Requirement: Extract the entries in their exact form.

Records for this exercise:
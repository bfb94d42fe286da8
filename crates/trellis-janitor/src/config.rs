//! Configuration for Janitor operations

use serde::{Deserialize, Serialize};
use std::time::Duration;

/// Configuration for the Janitor.
///
/// # Examples
///
/// ```
/// use trellis_janitor::JanitorConfig;
///
/// let config = JanitorConfig::default();
/// assert_eq!(config.max_content_age_days, 7);
///
/// let config = JanitorConfig::aggressive();
/// assert_eq!(config.max_content_age_days, 3);
/// ```
#[derive(Debug, Clone, Serialize, Deserialize)]
pub struct JanitorConfig {
    /// Content and page nodes older than this are evicted (in days)
    pub max_content_age_days: u64,

    /// Minimum gap between two eviction passes (in hours)
    pub min_pass_gap_hours: u64,

    /// How often the background worker wakes up (in minutes)
    pub sweep_interval_minutes: u64,

    /// Remove edges left dangling by a pass. Disabling this reproduces the
    /// lax behavior of keeping edges whose page endpoint was evicted.
    #[serde(default = "default_cascade")]
    pub cascade_evict_edges: bool,
}

fn default_cascade() -> bool {
    true
}

impl Default for JanitorConfig {
    fn default() -> Self {
        Self {
            max_content_age_days: 7,
            min_pass_gap_hours: 24,
            sweep_interval_minutes: 60,
            cascade_evict_edges: true,
        }
    }
}

impl JanitorConfig {
    /// Aggressive cleanup: shorter retention, more frequent wake-ups.
    pub fn aggressive() -> Self {
        Self {
            max_content_age_days: 3,
            min_pass_gap_hours: 12,
            sweep_interval_minutes: 30,
            cascade_evict_edges: true,
        }
    }

    /// Lenient cleanup: longer retention for archival use.
    pub fn lenient() -> Self {
        Self {
            max_content_age_days: 30,
            min_pass_gap_hours: 24,
            sweep_interval_minutes: 240,
            cascade_evict_edges: true,
        }
    }

    /// Get the maximum content age as a Duration.
    pub fn max_content_age(&self) -> Duration {
        Duration::from_secs(self.max_content_age_days * 86400)
    }

    /// Get the minimum pass gap as a Duration.
    pub fn min_pass_gap(&self) -> Duration {
        Duration::from_secs(self.min_pass_gap_hours * 3600)
    }

    /// Get the worker wake-up interval as a Duration.
    pub fn sweep_interval(&self) -> Duration {
        Duration::from_secs(self.sweep_interval_minutes * 60)
    }
}
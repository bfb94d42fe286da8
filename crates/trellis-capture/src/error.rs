//! Rejection reasons for page capture

use thiserror::Error;

/// Why a page was not captured.
///
/// Rejections are expected outcomes, not failures: the pipeline treats every
/// variant as "silently skip this page."
#[derive(Error, Debug, Clone, PartialEq, Eq)]
pub enum CaptureRejection {
    /// URL could not be parsed at all
    #[error("URL not parseable: {0}")]
    InvalidUrl(String),

    /// Scheme is not http or https (browser-internal pages and the like)
    #[error("unsupported URL scheme: {0}")]
    UnsupportedScheme(String),

    /// Host is on the configured skip list
    #[error("domain is on the skip list: {0}")]
    SkippedDomain(String),

    /// Path points at a clearly non-text resource
    #[error("non-text resource: {0}")]
    NonTextResource(String),

    /// No selector, scoring, or fallback produced any body text
    #[error("no usable body text")]
    EmptyBody,

    /// Body text is below the hard word floor
    #[error("too short: {words} words (minimum {min})")]
    TooShort {
        /// Words found
        words: usize,
        /// Floor that was not met
        min: usize,
    },

    /// Extracted text carries no natural-language signal (likely UI chrome)
    #[error("no natural-language signal in extracted text")]
    NotNaturalLanguage,
}
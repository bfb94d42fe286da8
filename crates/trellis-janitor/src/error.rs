//! Error types for the Janitor

use thiserror::Error;

/// Errors that can occur during maintenance operations.
#[derive(Error, Debug)]
pub enum JanitorError {
    /// Graph store operation failed
    #[error("Store error: {0}")]
    Store(String),
}
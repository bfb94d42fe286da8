//! Result types for the non-content analysis calls

use serde::{Deserialize, Serialize};

/// A scored relationship between a concept and an existing concept.
#[derive(Debug, Clone, PartialEq, Serialize, Deserialize)]
pub struct ConceptRelation {
    /// The existing concept this one relates to
    pub concept: String,

    /// Similarity score in [0, 1]
    pub similarity: f64,
}

/// Semantic expansion of a search query.
///
/// The empty default is the failure value: callers treat it as "search the
/// literal query only".
#[derive(Debug, Clone, Default, PartialEq, Serialize, Deserialize)]
pub struct QueryExpansion {
    /// Alternative phrasings of the query
    pub variations: Vec<String>,

    /// Concepts related to the query
    pub related_concepts: Vec<String>,

    /// Intent classification (informational, navigational, exploratory, ...)
    pub intent: String,
}

impl QueryExpansion {
    /// Whether the expansion carries anything usable.
    pub fn is_empty(&self) -> bool {
        self.variations.is_empty() && self.related_concepts.is_empty()
    }
}
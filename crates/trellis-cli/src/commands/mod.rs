//! Command implementations.

pub mod capture;
pub mod graph;
pub mod related;
pub mod search;
pub mod settings;
pub mod sweep;

use anyhow::{anyhow, Result};
use std::path::Path;
use std::sync::{Arc, Mutex};
use trellis_analysis::{AnalysisConfig, Analyst};
use trellis_domain::traits::GraphStore;
use trellis_llm::GeminiModel;
use trellis_store::SqliteStore;

pub fn open_store(db_path: &Path) -> Result<Arc<Mutex<SqliteStore>>> {
    let store = SqliteStore::new(db_path)?;
    Ok(Arc::new(Mutex::new(store)))
}

pub(crate) fn lock<'a>(
    store: &'a Arc<Mutex<SqliteStore>>,
) -> Result<std::sync::MutexGuard<'a, SqliteStore>> {
    store.lock().map_err(|e| anyhow!("store poisoned: {}", e))
}

/// Build an analyst from the stored API key, falling back to GEMINI_API_KEY.
pub(crate) fn build_analyst(store: &Arc<Mutex<SqliteStore>>) -> Result<Arc<Analyst>> {
    let settings = lock(store)?.load_settings()?;
    let api_key = if settings.api_key.is_empty() {
        std::env::var("GEMINI_API_KEY").unwrap_or_default()
    } else {
        settings.api_key
    };
    Ok(Arc::new(Analyst::new(
        Arc::new(GeminiModel::new(api_key)),
        AnalysisConfig::default(),
    )))
}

Answer to the exercise:
repository bfb94d42fe286da8
filename crates/trellis-janitor/src/config.rs
//! Configuration for Janitor operations

use serde::{Deserialize, Serialize};
use std::time::Duration;

/// Configuration for the Janitor.
///
/// # Examples
///
/// ```
/// use trellis_janitor::JanitorConfig;
///
/// let config = JanitorConfig::default();
/// assert_eq!(config.max_content_age_days, 7);
///
/// let config = JanitorConfig::aggressive();
/// assert_eq!(config.max_content_age_days, 3);
/// ```
#[derive(Debug, Clone, Serialize, Deserialize)]
pub struct JanitorConfig {
    /// Content and page nodes older than this are evicted (in days)
    pub max_content_age_days: u64,

    /// Minimum gap between two eviction passes (in hours)
    pub min_pass_gap_hours: u64,

    /// How often the background worker wakes up (in minutes)
    pub sweep_interval_minutes: u64,

    /// Remove edges left dangling by a pass. Disabling this reproduces the
    /// lax behavior of keeping edges whose page endpoint was evicted.
    #[serde(default = "default_cascade")]
    pub cascade_evict_edges: bool,
}

fn default_cascade() -> bool {
    true
}

impl Default for JanitorConfig {
    fn default() -> Self {
        Self {
            max_content_age_days: 7,
            min_pass_gap_hours: 24,
            sweep_interval_minutes: 60,
            cascade_evict_edges: true,
        }
    }
}

impl JanitorConfig {
    /// Aggressive cleanup: shorter retention, more frequent wake-ups.
    pub fn aggressive() -> Self {
        Self {
            max_content_age_days: 3,
            min_pass_gap_hours: 12,
            sweep_interval_minutes: 30,
            cascade_evict_edges: true,
        }
    }

    /// Lenient cleanup: longer retention for archival use.
    pub fn lenient() -> Self {
        Self {
            max_content_age_days: 30,
            min_pass_gap_hours: 24,
            sweep_interval_minutes: 240,
            cascade_evict_edges: true,
        }
    }

    /// Get the maximum content age as a Duration.
    pub fn max_content_age(&self) -> Duration {
        Duration::from_secs(self.max_content_age_days * 86400)
    }

    /// Get the minimum pass gap as a Duration.
    pub fn min_pass_gap(&self) -> Duration {
        Duration::from_secs(self.min_pass_gap_hours * 3600)
    }

    /// Get the worker wake-up interval as a Duration.
    pub fn sweep_interval(&self) -> Duration {
        Duration::from_secs(self.sweep_interval_minutes * 60)
    }
}
repository bfb94d42fe286da8
filename crates/trellis-capture/src/error.rs
//! Rejection reasons for page capture

use thiserror::Error;

/// Why a page was not captured.
///
/// Rejections are expected outcomes, not failures: the pipeline treats every
/// variant as "silently skip this page."
#[derive(Error, Debug, Clone, PartialEq, Eq)]
pub enum CaptureRejection {
    /// URL could not be parsed at all
    #[error("URL not parseable: {0}")]
    InvalidUrl(String),

    /// Scheme is not http or https (browser-internal pages and the like)
    #[error("unsupported URL scheme: {0}")]
    UnsupportedScheme(String),

    /// Host is on the configured skip list
    #[error("domain is on the skip list: {0}")]
    SkippedDomain(String),

    /// Path points at a clearly non-text resource
    #[error("non-text resource: {0}")]
    NonTextResource(String),

    /// No selector, scoring, or fallback produced any body text
    #[error("no usable body text")]
    EmptyBody,

    /// Body text is below the hard word floor
    #[error("too short: {words} words (minimum {min})")]
    TooShort {
        /// Words found
        words: usize,
        /// Floor that was not met
        min: usize,
    },

    /// Extracted text carries no natural-language signal (likely UI chrome)
    #[error("no natural-language signal in extracted text")]
    NotNaturalLanguage,
}
repository bfb94d42fe286da8
filename crates/trellis-janitor/src/error.rs
//! Error types for the Janitor

use thiserror::Error;

/// Errors that can occur during maintenance operations.
#[derive(Error, Debug)]
pub enum JanitorError {
    /// Graph store operation failed
    #[error("Store error: {0}")]
    Store(String),
}
repository bfb94d42fe286da8
//! Result types for the non-content analysis calls

use serde::{Deserialize, Serialize};

/// A scored relationship between a concept and an existing concept.
#[derive(Debug, Clone, PartialEq, Serialize, Deserialize)]
pub struct ConceptRelation {
    /// The existing concept this one relates to
    pub concept: String,

    /// Similarity score in [0, 1]
    pub similarity: f64,
}

/// Semantic expansion of a search query.
///
/// The empty default is the failure value: callers treat it as "search the
/// literal query only".
#[derive(Debug, Clone, Default, PartialEq, Serialize, Deserialize)]
pub struct QueryExpansion {
    /// Alternative phrasings of the query
    pub variations: Vec<String>,

    /// Concepts related to the query
    pub related_concepts: Vec<String>,

    /// Intent classification (informational, navigational, exploratory, ...)
    pub intent: String,
}

impl QueryExpansion {
    /// Whether the expansion carries anything usable.
    pub fn is_empty(&self) -> bool {
        self.variations.is_empty() && self.related_concepts.is_empty()
    }
}
filename crates/trellis-cli/src/commands/mod.rs
//! Command implementations.

pub mod capture;
pub mod graph;
pub mod related;
pub mod search;
pub mod settings;
pub mod sweep;

use anyhow::{anyhow, Result};
use std::path::Path;
use std::sync::{Arc, Mutex};
use trellis_analysis::{AnalysisConfig, Analyst};
use trellis_domain::traits::GraphStore;
use trellis_llm::GeminiModel;
use trellis_store::SqliteStore;

pub fn open_store(db_path: &Path) -> Result<Arc<Mutex<SqliteStore>>> {
    let store = SqliteStore::new(db_path)?;
    Ok(Arc::new(Mutex::new(store)))
}

pub(crate) fn lock<'a>(
    store: &'a Arc<Mutex<SqliteStore>>,
) -> Result<std::sync::MutexGuard<'a, SqliteStore>> {
    store.lock().map_err(|e| anyhow!("store poisoned: {}", e))
}

/// Build an analyst from the stored API key, falling back to GEMINI_API_KEY.
pub(crate) fn build_analyst(store: &Arc<Mutex<SqliteStore>>) -> Result<Arc<Analyst>> {
    let settings = lock(store)?.load_settings()?;
    let api_key = if settings.api_key.is_empty() {
        std::env::var("GEMINI_API_KEY").unwrap_or_default()
    } else {
        settings.api_key
    };
    Ok(Arc::new(Analyst::new(
        Arc::new(GeminiModel::new(api_key)),
        AnalysisConfig::default(),
    )))
}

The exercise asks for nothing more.